The standardized laboratory setting reduced the external validity, however. In the present study, acute pain stimuli were used in a controlled experimental setting from which the participant could leave at any time. This differs in crucial ways from pain occurring in everyday life (51, 52): Firstly, the participants in the present study made an informed and voluntary decision to take part in the study and to undergo pain induction. Secondly, the participants knew the cause and source of the pain. Thirdly, they knew the pain was harmless, and finally, they could choose to withdraw at any moment. The experience of control and self-efficacy can significantly impact pain perception (12, 53, 54).

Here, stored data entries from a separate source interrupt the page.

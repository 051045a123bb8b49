use std::collections::{HashMap, VecDeque};
use std::sync::atomic::{AtomicU64, Ordering};
use std::time::{Duration, Instant};

use async_trait::async_trait;
use tokio::sync::Mutex;

use super::{KvError, KvStore};

#[derive(Debug, Clone)]
enum Value {
    Str(String),
    List(VecDeque<String>),
    Hash(HashMap<String, String>),
}

#[derive(Debug, Clone)]
struct Slot {
    value: Value,
    expires_at: Option<Instant>,
}

impl Slot {
    fn is_expired(&self) -> bool {
        self.expires_at.is_some_and(|at| Instant::now() >= at)
    }
}

/// Writes between full sweeps of expired keys.
const SWEEP_EVERY: u64 = 256;

/// In-process store with the same semantics as the Redis backend. Every operation runs under
/// one mutex, which makes lock and counter operations trivially atomic.
///
/// Expired keys are dropped when read and by a sweep every [`SWEEP_EVERY`] TTL writes, so keys
/// that are written once and never read again do not pile up.
#[derive(Default)]
pub struct MemoryKv {
    slots: Mutex<HashMap<String, Slot>>,
    writes: AtomicU64,
}

impl MemoryKv {
    pub fn new() -> Self {
        Self::default()
    }

    fn maybe_sweep(&self, slots: &mut HashMap<String, Slot>) {
        if self.writes.fetch_add(1, Ordering::Relaxed) % SWEEP_EVERY != SWEEP_EVERY - 1 {
            return;
        }
        let before = slots.len();
        slots.retain(|_, s| !s.is_expired());
        let swept = before - slots.len();
        if swept > 0 {
            tracing::debug!(swept, remaining = slots.len(), "swept expired keys");
        }
    }

    #[cfg(test)]
    async fn key_count(&self) -> usize {
        self.slots.lock().await.len()
    }
}

fn live<'a>(slots: &'a mut HashMap<String, Slot>, key: &str) -> Option<&'a mut Slot> {
    if slots.get(key).is_some_and(Slot::is_expired) {
        slots.remove(key);
    }
    slots.get_mut(key)
}

fn wrong_type(key: &str) -> KvError {
    KvError::Operation(format!("wrong type for key {key}"))
}

#[async_trait]
impl KvStore for MemoryKv {
    async fn get(&self, key: &str) -> Result<Option<String>, KvError> {
        let mut slots = self.slots.lock().await;
        match live(&mut slots, key).map(|s| &s.value) {
            None => Ok(None),
            Some(Value::Str(v)) => Ok(Some(v.clone())),
            Some(_) => Err(wrong_type(key)),
        }
    }

    async fn set_ex(&self, key: &str, value: &str, ttl: Duration) -> Result<(), KvError> {
        let mut slots = self.slots.lock().await;
        self.maybe_sweep(&mut slots);
        slots.insert(
            key.to_string(),
            Slot {
                value: Value::Str(value.to_string()),
                expires_at: Some(Instant::now() + ttl),
            },
        );
        Ok(())
    }

    async fn del(&self, key: &str) -> Result<(), KvError> {
        self.slots.lock().await.remove(key);
        Ok(())
    }

    async fn expire(&self, key: &str, ttl: Duration) -> Result<(), KvError> {
        let mut slots = self.slots.lock().await;
        if let Some(slot) = live(&mut slots, key) {
            slot.expires_at = Some(Instant::now() + ttl);
        }
        Ok(())
    }

    async fn incr_with_expiry(&self, key: &str, ttl: Duration) -> Result<i64, KvError> {
        let mut slots = self.slots.lock().await;
        self.maybe_sweep(&mut slots);
        let current = match live(&mut slots, key).map(|s| &s.value) {
            None => None,
            Some(Value::Str(v)) => Some(
                v.parse::<i64>()
                    .map_err(|_| KvError::Operation(format!("{key} is not an integer")))?,
            ),
            Some(_) => return Err(wrong_type(key)),
        };
        let next = current.unwrap_or(0) + 1;
        let expires_at = match current {
            None => Some(Instant::now() + ttl),
            Some(_) => slots.get(key).and_then(|s| s.expires_at),
        };
        slots.insert(
            key.to_string(),
            Slot {
                value: Value::Str(next.to_string()),
                expires_at,
            },
        );
        Ok(next)
    }

    async fn try_lock(&self, key: &str, ttl: Duration) -> Result<bool, KvError> {
        let mut slots = self.slots.lock().await;
        self.maybe_sweep(&mut slots);
        if live(&mut slots, key).is_some() {
            return Ok(false);
        }
        slots.insert(
            key.to_string(),
            Slot {
                value: Value::Str("1".to_string()),
                expires_at: Some(Instant::now() + ttl),
            },
        );
        Ok(true)
    }

    async fn rpush(&self, key: &str, value: &str) -> Result<u64, KvError> {
        let mut slots = self.slots.lock().await;
        if live(&mut slots, key).is_none() {
            slots.insert(
                key.to_string(),
                Slot {
                    value: Value::List(VecDeque::new()),
                    expires_at: None,
                },
            );
        }
        match slots.get_mut(key).map(|s| &mut s.value) {
            Some(Value::List(list)) => {
                list.push_back(value.to_string());
                Ok(list.len() as u64)
            }
            _ => Err(wrong_type(key)),
        }
    }

    async fn lpop(&self, key: &str) -> Result<Option<String>, KvError> {
        let mut slots = self.slots.lock().await;
        let popped = match live(&mut slots, key).map(|s| &mut s.value) {
            None => return Ok(None),
            Some(Value::List(list)) => (list.pop_front(), list.is_empty()),
            Some(_) => return Err(wrong_type(key)),
        };
        if popped.1 {
            slots.remove(key);
        }
        Ok(popped.0)
    }

    async fn llen(&self, key: &str) -> Result<u64, KvError> {
        let mut slots = self.slots.lock().await;
        match live(&mut slots, key).map(|s| &s.value) {
            None => Ok(0),
            Some(Value::List(list)) => Ok(list.len() as u64),
            Some(_) => Err(wrong_type(key)),
        }
    }

    async fn drain_list(&self, key: &str) -> Result<Vec<String>, KvError> {
        let mut slots = self.slots.lock().await;
        match live(&mut slots, key).map(|s| &s.value) {
            None => return Ok(Vec::new()),
            Some(Value::List(_)) => {}
            Some(_) => return Err(wrong_type(key)),
        }
        match slots.remove(key).map(|s| s.value) {
            Some(Value::List(list)) => Ok(list.into_iter().collect()),
            _ => Ok(Vec::new()),
        }
    }

    async fn hset(&self, key: &str, fields: &[(&str, &str)]) -> Result<(), KvError> {
        let mut slots = self.slots.lock().await;
        if live(&mut slots, key).is_none() {
            slots.insert(
                key.to_string(),
                Slot {
                    value: Value::Hash(HashMap::new()),
                    expires_at: None,
                },
            );
        }
        match slots.get_mut(key).map(|s| &mut s.value) {
            Some(Value::Hash(map)) => {
                for (f, v) in fields {
                    map.insert((*f).to_string(), (*v).to_string());
                }
                Ok(())
            }
            _ => Err(wrong_type(key)),
        }
    }

    async fn hgetall(&self, key: &str) -> Result<HashMap<String, String>, KvError> {
        let mut slots = self.slots.lock().await;
        match live(&mut slots, key).map(|s| &s.value) {
            None => Ok(HashMap::new()),
            Some(Value::Hash(map)) => Ok(map.clone()),
            Some(_) => Err(wrong_type(key)),
        }
    }
}
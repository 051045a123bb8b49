use super::types::Unit;

/// Maps a free-form unit word to a canonical unit and the factor that converts an amount
/// expressed in that word into the canonical unit.
///
/// Returns `None` for words that are not recognised; callers decide whether that means
/// "assume grams" or "ask the user".
pub fn canonical_unit(raw: &str) -> Option<(Unit, f64)> {
    let word = raw.trim().to_lowercase();
    let word = word.trim_end_matches('.');
    let unit = match word {
        "g" | "gr" | "gram" | "grams" | "gramm" | "г" | "гр" | "грамм" | "грамма" | "граммов" => {
            (Unit::G, 1.0)
        }
        "kg" | "kilo" | "kilogram" | "kilograms" | "кг" | "килограмм" => (Unit::G, 1000.0),
        "mg" | "мг" => (Unit::G, 0.001),
        "ml" | "milliliter" | "milliliters" | "millilitre" | "millilitres" | "мл"
        | "миллилитр" | "миллилитров" => (Unit::Ml, 1.0),
        "l" | "liter" | "liters" | "litre" | "litres" | "л" | "литр" | "литра" | "литров" => {
            (Unit::Ml, 1000.0)
        }
        "tsp" | "teaspoon" | "teaspoons" | "ч.л" | "ч. л" | "чл" => (Unit::Ml, 5.0),
        "tbsp" | "tablespoon" | "tablespoons" | "ст.л" | "ст. л" | "стл" => (Unit::Ml, 15.0),
        "cup" | "cups" | "glass" | "стакан" | "стакана" => (Unit::Ml, 250.0),
        "piece" | "pieces" | "pc" | "pcs" | "slice" | "slices" | "plate" | "plates" | "portion"
        | "portions" | "serving" | "servings" | "шт" | "штук" | "штуки" | "кусок" | "куска"
        | "тарелка" | "тарелки" | "порция" | "порции" => (Unit::Piece, 1.0),
        _ => return None,
    };
    Some(unit)
}
use std::net::SocketAddr;

use axum::{routing::get, Router};
use tower_http::{cors::CorsLayer, trace::TraceLayer};

use crate::state::AppState;
use crate::{groups, photos, text};

pub fn build_app(state: AppState) -> Router {
    Router::new()
        .nest(
            "/api/v1",
            Router::new()
                .merge(photos::router())
                .merge(text::router())
                .merge(groups::router())
                .route("/health", get(|| async { "ok" })),
        )
        .with_state(state)
        .layer(CorsLayer::permissive())
        .layer(
            TraceLayer::new_for_http()
                .make_span_with(|req: &axum::http::Request<_>| {
                    let method = req.method().clone();
                    let uri = req.uri().clone();
                    tracing::info_span!("http_request", %method, uri = %uri, status = tracing::field::Empty)
                })
                .on_response(
                    |res: &axum::http::Response<_>,
                     latency: std::time::Duration,
                     span: &tracing::Span| {
                        let status = res.status();
                        span.record("status", tracing::field::display(status));
                        let latency_ms = latency.as_millis() as u64;
                        if status.is_server_error() {
                            tracing::error!(%status, latency_ms, "response");
                        } else {
                            tracing::info!(%status, latency_ms, "response");
                        }
                    },
                ),
        )
}

pub async fn serve(app: Router) -> anyhow::Result<()> {
    let addr: SocketAddr = format!(
        "{}:{}",
        std::env::var("APP_HOST").unwrap_or_else(|_| "0.0.0.0".into()),
        std::env::var("APP_PORT").unwrap_or_else(|_| "8080".into())
    )
    .parse()?;

    tracing::info!("listening on {}", addr);
    let listener = tokio::net::TcpListener::bind(addr).await?;
    axum::serve(listener, app).await?;
    Ok(())
}

#[cfg(test)]
mod tests {
    use super::*;
    use axum::body::Body;
    use axum::http::{header, Request, StatusCode};
    use tower::ServiceExt;
    use uuid::Uuid;

    use crate::inference::provider::ProviderPayload;
    use crate::inference::repo::TaskStatus;
    use crate::inference::worker::Worker;
    use crate::nutrition::RawItem;
    use crate::test_utils::{png_bytes, token_for, Harness, ScriptedProvider};

    async fn json_body(res: axum::response::Response) -> serde_json::Value {
        let bytes = axum::body::to_bytes(res.into_body(), usize::MAX).await.unwrap();
        serde_json::from_slice(&bytes).unwrap()
    }

    fn bearer(h: &Harness, user: Uuid) -> String {
        format!("Bearer {}", token_for(&h.state.config.jwt, user))
    }

    #[tokio::test]
    async fn health_is_public() {
        let h = Harness::new();
        let res = build_app(h.state.clone())
            .oneshot(Request::get("/api/v1/health").body(Body::empty()).unwrap())
            .await
            .unwrap();
        assert_eq!(res.status(), StatusCode::OK);
    }

    #[tokio::test]
    async fn pipeline_routes_require_a_token() {
        let h = Harness::new();
        let res = build_app(h.state.clone())
            .oneshot(
                Request::post("/api/v1/normalize")
                    .header(header::CONTENT_TYPE, "application/json")
                    .body(Body::from(r#"{"text":"rice 100 g"}"#))
                    .unwrap(),
            )
            .await
            .unwrap();
        assert_eq!(res.status(), StatusCode::UNAUTHORIZED);
    }

    #[tokio::test]
    async fn normalize_returns_items() {
        let payload = ProviderPayload {
            items: vec![RawItem {
                unit: Some("g".into()),
                amount: Some(100.0),
                kcal: Some(130.0),
                protein_g: Some(2.7),
                fat_g: Some(0.3),
                carb_g: Some(28.0),
                ..RawItem::named("rice")
            }],
            ..Default::default()
        };
        let h = Harness::with_provider(ScriptedProvider::new().with_normalized(Ok(payload)));
        let res = build_app(h.state.clone())
            .oneshot(
                Request::post("/api/v1/normalize")
                    .header(header::AUTHORIZATION, bearer(&h, Uuid::new_v4()))
                    .header(header::CONTENT_TYPE, "application/json")
                    .body(Body::from(r#"{"text":"rice 100 g","locale":"en"}"#))
                    .unwrap(),
            )
            .await
            .unwrap();
        assert_eq!(res.status(), StatusCode::OK);
        let body = json_body(res).await;
        assert_eq!(body["source"], "provider");
        assert_eq!(body["items"][0]["name"], "rice");
        assert_eq!(body["items"][0]["unit"], "g");
    }

    #[tokio::test]
    async fn base64_upload_then_status_after_worker() {
        let h = Harness::new();
        let user = Uuid::new_v4();
        let app = build_app(h.state.clone());

        use base64ct::{Base64, Encoding};
        let b64 = Base64::encode_string(&png_bytes(8, 8, 1));
        let res = app
            .clone()
            .oneshot(
                Request::post("/api/v1/photos/base64")
                    .header(header::AUTHORIZATION, bearer(&h, user))
                    .header(header::CONTENT_TYPE, "application/json")
                    .body(Body::from(
                        serde_json::json!({ "image_b64": b64, "content_type": "image/png" })
                            .to_string(),
                    ))
                    .unwrap(),
            )
            .await
            .unwrap();
        assert_eq!(res.status(), StatusCode::ACCEPTED);
        let receipt = json_body(res).await;
        assert_eq!(receipt["status"], "queued");
        assert_eq!(receipt["duplicate"], false);
        let id = receipt["image_id"].as_str().unwrap().to_string();

        let worker = Worker::from_state(&h.state);
        let (_, status) = worker.tick().await.unwrap().unwrap();
        assert_eq!(status, TaskStatus::Ready);

        let res = app
            .oneshot(
                Request::get(format!("/api/v1/photos/{id}"))
                    .header(header::AUTHORIZATION, bearer(&h, user))
                    .body(Body::empty())
                    .unwrap(),
            )
            .await
            .unwrap();
        assert_eq!(res.status(), StatusCode::OK);
        let body = json_body(res).await;
        assert_eq!(body["status"], "ready");
        assert!(body["result"].is_object());
        assert!(body["url"].as_str().unwrap().contains("images"));
    }

    #[tokio::test]
    async fn bad_base64_and_unknown_photo_map_to_client_errors() {
        let h = Harness::new();
        let user = Uuid::new_v4();
        let app = build_app(h.state.clone());

        let res = app
            .clone()
            .oneshot(
                Request::post("/api/v1/photos/base64")
                    .header(header::AUTHORIZATION, bearer(&h, user))
                    .header(header::CONTENT_TYPE, "application/json")
                    .body(Body::from(r#"{"image_b64":"%%%"}"#))
                    .unwrap(),
            )
            .await
            .unwrap();
        assert_eq!(res.status(), StatusCode::BAD_REQUEST);
        assert_eq!(json_body(res).await["error"], "invalid_input");

        let res = app
            .oneshot(
                Request::get(format!("/api/v1/photos/{}", Uuid::new_v4()))
                    .header(header::AUTHORIZATION, bearer(&h, user))
                    .body(Body::empty())
                    .unwrap(),
            )
            .await
            .unwrap();
        assert_eq!(res.status(), StatusCode::NOT_FOUND);
    }

    #[tokio::test]
    async fn photo_status_is_visible_to_its_owner_only() {
        let h = Harness::new();
        let (alice, mallory) = (Uuid::new_v4(), Uuid::new_v4());
        let app = build_app(h.state.clone());

        use base64ct::{Base64, Encoding};
        let b64 = Base64::encode_string(&png_bytes(8, 8, 7));
        let res = app
            .clone()
            .oneshot(
                Request::post("/api/v1/photos/base64")
                    .header(header::AUTHORIZATION, bearer(&h, alice))
                    .header(header::CONTENT_TYPE, "application/json")
                    .body(Body::from(serde_json::json!({ "image_b64": b64, "content_type": "image/png" })
                            .to_string()))
                    .unwrap(),
            )
            .await
            .unwrap();
        assert_eq!(res.status(), StatusCode::ACCEPTED);
        let id = json_body(res).await["image_id"].as_str().unwrap().to_string();

        let get = |user: Uuid| {
            Request::get(format!("/api/v1/photos/{id}"))
                .header(header::AUTHORIZATION, bearer(&h, user))
                .body(Body::empty())
                .unwrap()
        };
        let res = app.clone().oneshot(get(mallory)).await.unwrap();
        assert_eq!(res.status(), StatusCode::NOT_FOUND);
        let body = json_body(res).await;
        assert_eq!(body["error"], "not_found");
        assert!(body.get("url").is_none());

        let res = app.oneshot(get(alice)).await.unwrap();
        assert_eq!(res.status(), StatusCode::OK);
        assert_eq!(json_body(res).await["status"], "queued");
    }

    #[tokio::test]
    async fn empty_media_group_finalize_is_unprocessable() {
        let h = Harness::new();
        let res = build_app(h.state.clone())
            .oneshot(
                Request::post("/api/v1/media-groups/album-9/finalize")
                    .header(header::AUTHORIZATION, bearer(&h, Uuid::new_v4()))
                    .body(Body::empty())
                    .unwrap(),
            )
            .await
            .unwrap();
        assert_eq!(res.status(), StatusCode::UNPROCESSABLE_ENTITY);
        assert_eq!(json_body(res).await["error"], "empty_group");
    }
}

Generally, pain is a multidimensional concept and encompasses both sensory and affective components (21). It is well known that pain involves cortical activations, in areas related to sensory as well as affective aspects (55). A study of patients with pain-sensitive teeth in a simulation of painful dental treatment shows activation not only in the sensory-discriminative areas, but also in the emotional-cognitive regions (56). In the present study, only the sensory pain component was assessed. It is possible that—rather than pain intensity—pain unpleasantness is a more appropriate target for mindfulness. Positive effects of mindfulness on pain unpleasantness have been shown (21, 22). Here, participants with chronic pain were asked to rate the unpleasantness and intensity of their pain and then received either a recorded 20-minute mindfulness meditation, a loving-kindness mediation or an audiobook in the control condition, each of the same length (22). In the other study, participants also received a 20-minute focussed attention mindfulness, a specific sham mindfulness or a general sham mindfulness (21).
Limitations
4.5
The results of the present study have to be appreciated in the light of its strengths and limitations. A strength of the study is its thorough methodology with blinded experimenters, clear exclusion criteria (e.g., people with meditation experience), and the randomized experimental design. The present study is the first to use an experimental design to create a waiting room situation and investigate the effects of worries and mindfulness on pain intensity of subsequent acute pain. The study was adequately powered for small effects. Our analyses showed that both our randomization and manipulation for mindfulness were successful. Limitations were the exclusive focus on the sensory aspect of pain and repetitive questions about the participants' mindfulness. Due to the focus on a healthy student sample, chronic pain or pain medication was not assessed. Furthermore, the inclusion of only female participants limits the generalisability of the results, as biological sex influence pain perception (57).
Implications
4.6
The present findings underline the importance of adequate strategies for dealing with the expectation of acute pain in medical settings, in particular preventing patients from worrying about the incumbent procedures. Future studies should investigate which aspect of acute pain would be the most promising target of psychological strategies such as mindfulness. In this context, it is also interesting to consider the impact these strategies may have on anticipatory anxiety.